I am not recruitable at this time however an open dialog may be beneficial.
Currently I am a L/O leased to a 300 or so tractor company. Pay is per mile and I have been doing o.k.
I would like to move to a Percentage based model with my own DOT number (6 Months to a year out).
I can do this with current carrier as they do have a brokerage side also. But options are nice.
It sounds as if you are open to mentoring O/Os is this true?
I know I can run the truck and run it clock and cost efficiently. I am not knowledgeable in the seasonality and price points of different lanes (heck even what the lanes are). So basically I am blind on what goes on before the dispatch part. Are you willing to coach a driver on this stuff? -
honestly, it all depends on what the o/o has to pay out. if you take 10 percent for just dispatch, and the o/o pays for all cargo ins. the liability ins., a factor fee for next day etc. and after trl charges, and more than likely ifta taxes, it is no different than leasing on to a carrier that takes 25 per cent.
it may look good when only the 10 per cent jumps at you but overall no different.
I think the outfit farm2fleet that rollin is with also changed their model a bit from close to the same percentage you are quoting.
I had a convo with BBB, cant remember if it was open forum here or by Pm where I told him it was harder to get o/o who could operate like that, instead of taking say 20 percent and the o/o not have all these separate deductions for this or that.
it basically all works out to the same thing actually, its just in how people perceive it. its getting paid one way or the other.
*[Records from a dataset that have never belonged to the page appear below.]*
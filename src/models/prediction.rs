use chrono::{DateTime, Utc};
use serde::{Deserialize, Serialize};
use uuid::Uuid;

use super::Grade;

/// At most one per case study; enforced by the store's UNIQUE constraint.
#[derive(Debug, Clone, PartialEq, Serialize, Deserialize)]
pub struct Prediction {
    pub id: Uuid,
    pub case_study_id: Uuid,
    pub grade: Grade,
    pub confidence: Option<f64>,
    pub created_at: DateTime<Utc>,
}

impl Prediction {
    pub fn new(case_study_id: Uuid, grade: Grade) -> Self {
        Self {
            id: Uuid::new_v4(),
            case_study_id,
            grade,
            confidence: None,
            created_at: super::timestamp_now(),
        }
    }
}
//! Background task runner and periodic sweep.
//!
//! Wraps both pipeline phases so a trigger returns immediately. The phases
//! do blocking SQLite I/O, so they run on tokio's blocking pool. Errors and
//! panics are logged here and never reach the caller.

use std::sync::Arc;
use std::time::Duration;

use tokio::sync::watch;
use tokio::task::JoinHandle;

use crate::core_state::CoreState;

/// Fire-and-forget entry points for the two phases.
#[derive(Clone)]
pub struct BackgroundRunner {
    state: Arc<CoreState>,
}

impl BackgroundRunner {
    pub fn new(state: Arc<CoreState>) -> Self {
        Self { state }
    }

    /// Run the extraction phase in the background.
    pub fn spawn_extraction(&self) -> JoinHandle<()> {
        let state = self.state.clone();
        spawn_logged("extraction", move || run_extraction(&state))
    }

    /// Run the prediction phase in the background.
    pub fn spawn_predictions(&self) -> JoinHandle<()> {
        let state = self.state.clone();
        spawn_logged("prediction", move || run_predictions(&state))
    }
}

fn run_extraction(state: &CoreState) -> Result<(), String> {
    let conn = state.open_db().map_err(|e| e.to_string())?;
    state
        .runner()
        .process_pending_case_studies(&conn)
        .map(|_| ())
        .map_err(|e| e.to_string())
}

fn run_predictions(state: &CoreState) -> Result<(), String> {
    let conn = state.open_db().map_err(|e| e.to_string())?;
    state
        .runner()
        .generate_predictions(&conn)
        .map(|_| ())
        .map_err(|e| e.to_string())
}

/// Spawn `job` on the blocking pool; the outer task observes its outcome.
fn spawn_logged<F>(phase: &'static str, job: F) -> JoinHandle<()>
where
    F: FnOnce() -> Result<(), String> + Send + 'static,
{
    tokio::spawn(async move {
        match tokio::task::spawn_blocking(job).await {
            Ok(Ok(())) => {}
            Ok(Err(e)) => tracing::error!(phase, error = %e, "Background phase failed"),
            Err(e) if e.is_panic() => {
                tracing::error!(phase, error = %e, "Background phase panicked")
            }
            Err(e) => tracing::warn!(phase, error = %e, "Background phase cancelled"),
        }
    })
}

/// Handle for the periodic sweep task.
///
/// Dropping the handle stops the sweep; a sweep already running finishes.
pub struct SweepHandle {
    shutdown: watch::Sender<bool>,
    handle: Option<JoinHandle<()>>,
}

impl SweepHandle {
    /// Request shutdown. No new sweep starts after this.
    pub fn shutdown(&self) {
        let _ = self.shutdown.send(true);
    }

    /// Request shutdown and wait for the task to exit.
    pub async fn stop(mut self) {
        self.shutdown();
        if let Some(h) = self.handle.take() {
            let _ = h.await;
        }
    }
}

impl Drop for SweepHandle {
    fn drop(&mut self) {
        self.shutdown();
    }
}

/// Start a task that runs extraction then prediction every `interval`.
///
/// Returns `None` when `interval` is zero (sweep disabled).
pub fn start_periodic_sweep(state: Arc<CoreState>, interval: Duration) -> Option<SweepHandle> {
    if interval.is_zero() {
        tracing::debug!("Periodic sweep disabled");
        return None;
    }

    let (tx, mut rx) = watch::channel(false);
    let handle = tokio::spawn(async move {
        tracing::info!(interval_secs = interval.as_secs(), "Periodic sweep started");
        let mut ticker = tokio::time::interval(interval);
        // First tick completes immediately
        ticker.tick().await;

        loop {
            tokio::select! {
                _ = ticker.tick() => {}
                changed = rx.changed() => {
                    if changed.is_err() || *rx.borrow() {
                        break;
                    }
                    continue;
                }
            }

            let state = state.clone();
            let outcome = tokio::task::spawn_blocking(move || {
                run_extraction(&state)?;
                run_predictions(&state)
            })
            .await;
            match outcome {
                Ok(Ok(())) => tracing::debug!("Sweep completed"),
                Ok(Err(e)) => tracing::warn!(error = %e, "Sweep failed"),
                Err(e) => tracing::error!(error = %e, "Sweep task panicked"),
            }
        }
        tracing::info!("Periodic sweep shutting down");
    });

    Some(SweepHandle {
        shutdown: tx,
        handle: Some(handle),
    })
}

#[cfg(test)]
mod tests {
    use super::*;
    use crate::models::*;
    use crate::pipeline::{FeatureExtractor, PipelineError, PipelineRunner, SqliteFeatureStore};

    struct PanickingExtractor;

    impl FeatureExtractor for PanickingExtractor {
        fn extract(&self, _case: &CaseStudy) -> Result<FeatureMap, PipelineError> {
            panic!("extractor blew up");
        }
    }

    fn temp_state(dir: &tempfile::TempDir) -> Arc<CoreState> {
        Arc::new(CoreState::new(dir.path().join("bg.db")))
    }

    fn seed(state: &CoreState, texts: &[&str]) -> Vec<CaseStudy> {
        let conn = state.open_db().unwrap();
        texts
            .iter()
            .map(|t| {
                let case = CaseStudy::new(*t);
                state.store().insert_case_study(&conn, &case).unwrap();
                case
            })
            .collect()
    }

    #[tokio::test]
    async fn extraction_then_predictions_in_background() {
        let tmp = tempfile::tempdir().unwrap();
        let state = temp_state(&tmp);
        let cases = seed(
            &state,
            &["Patient with pneumonia given amoxicillin", "Routine visit"],
        );
        let runner = BackgroundRunner::new(state.clone());

        runner.spawn_extraction().await.unwrap();
        runner.spawn_predictions().await.unwrap();

        let conn = state.open_db().unwrap();
        for case in &cases {
            let prediction = state.store().get_prediction(&conn, &case.id).unwrap();
            assert!(prediction.is_some());
        }
    }

    #[tokio::test]
    async fn failure_is_logged_not_propagated() {
        let tmp = tempfile::tempdir().unwrap();
        // Parent path is a file, so opening the database fails
        let blocker = tmp.path().join("blocker");
        std::fs::write(&blocker, b"x").unwrap();
        let state = Arc::new(CoreState::new(blocker.join("bg.db")));

        let runner = BackgroundRunner::new(state);
        assert!(runner.spawn_extraction().await.is_ok());
        assert!(runner.spawn_predictions().await.is_ok());
    }

    #[tokio::test]
    async fn panic_is_contained() {
        let tmp = tempfile::tempdir().unwrap();
        let runner = PipelineRunner::new(
            Box::new(SqliteFeatureStore::new()),
            Box::new(PanickingExtractor),
        );
        let state = Arc::new(CoreState::with_runner(tmp.path().join("bg.db"), runner));
        let cases = seed(&state, &["anything"]);

        assert!(BackgroundRunner::new(state.clone()).spawn_extraction().await.is_ok());

        let conn = state.open_db().unwrap();
        let case = state.store().get_case_study(&conn, &cases[0].id).unwrap().unwrap();
        assert!(!case.processed);
    }

    #[tokio::test]
    async fn zero_interval_disables_sweep() {
        let tmp = tempfile::tempdir().unwrap();
        assert!(start_periodic_sweep(temp_state(&tmp), Duration::ZERO).is_none());
    }

    #[tokio::test]
    async fn sweep_grades_new_case_studies() {
        let tmp = tempfile::tempdir().unwrap();
        let state = temp_state(&tmp);
        let cases = seed(&state, &["Asthma treated with salbutamol and nebulization"]);

        let sweep = start_periodic_sweep(state.clone(), Duration::from_millis(20)).unwrap();

        let mut graded = false;
        for _ in 0..100 {
            tokio::time::sleep(Duration::from_millis(20)).await;
            let conn = state.open_db().unwrap();
            if state.store().get_prediction(&conn, &cases[0].id).unwrap().is_some() {
                graded = true;
                break;
            }
        }
        sweep.stop().await;
        assert!(graded);
    }

    #[tokio::test]
    async fn stop_ends_the_task() {
        let tmp = tempfile::tempdir().unwrap();
        let sweep = start_periodic_sweep(temp_state(&tmp), Duration::from_secs(3600)).unwrap();
        tokio::time::timeout(Duration::from_secs(5), sweep.stop())
            .await
            .unwrap();
    }
}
I just found that at 10 per cent and me paying the liability that it just made it difficult. the 75 /25 or 80/20 model of leasing has come about for a reason. I own my trailer now, the usual 10 per cent of revenue for a trailer is the real kicker, I can own and maintain a trailer for much less than the 10 per cent.
if I were going to expand it would be with o/o, not company drivers. but honestly I think just a straight up deal whether it be 75 /25 or 80/20 is the way to go.
honestly to many folks are hung up on what the company or broker is getting, they cant see the forest for the trees. you have to know your costs and take loads that meet a minimum goal you have for revenue. get a price you are happy with and don't worry so much if the broker is taking too much.
and you have to learn lanes where it is simply best to not to go or if you do, get a load and go.
Laredo is a prime example, you make sure of a good rate in because you will invariably come out for less. if ya go to Laredo for 2.50 a mile on a 75 per cent deal, you more than likely will have to leave for 1.50 to 1.60 to the truck on a 75 per cent lease. you can sit there for a week hoping for 2.00 but it aint gonna happen unless is a load to a worse place than Laredo. some guys seem to have 2.00 a mile stuck in their head and seem to have no idea of what it costs to operate their truck, they just have the idea if they get 2 bucks it will all be fine.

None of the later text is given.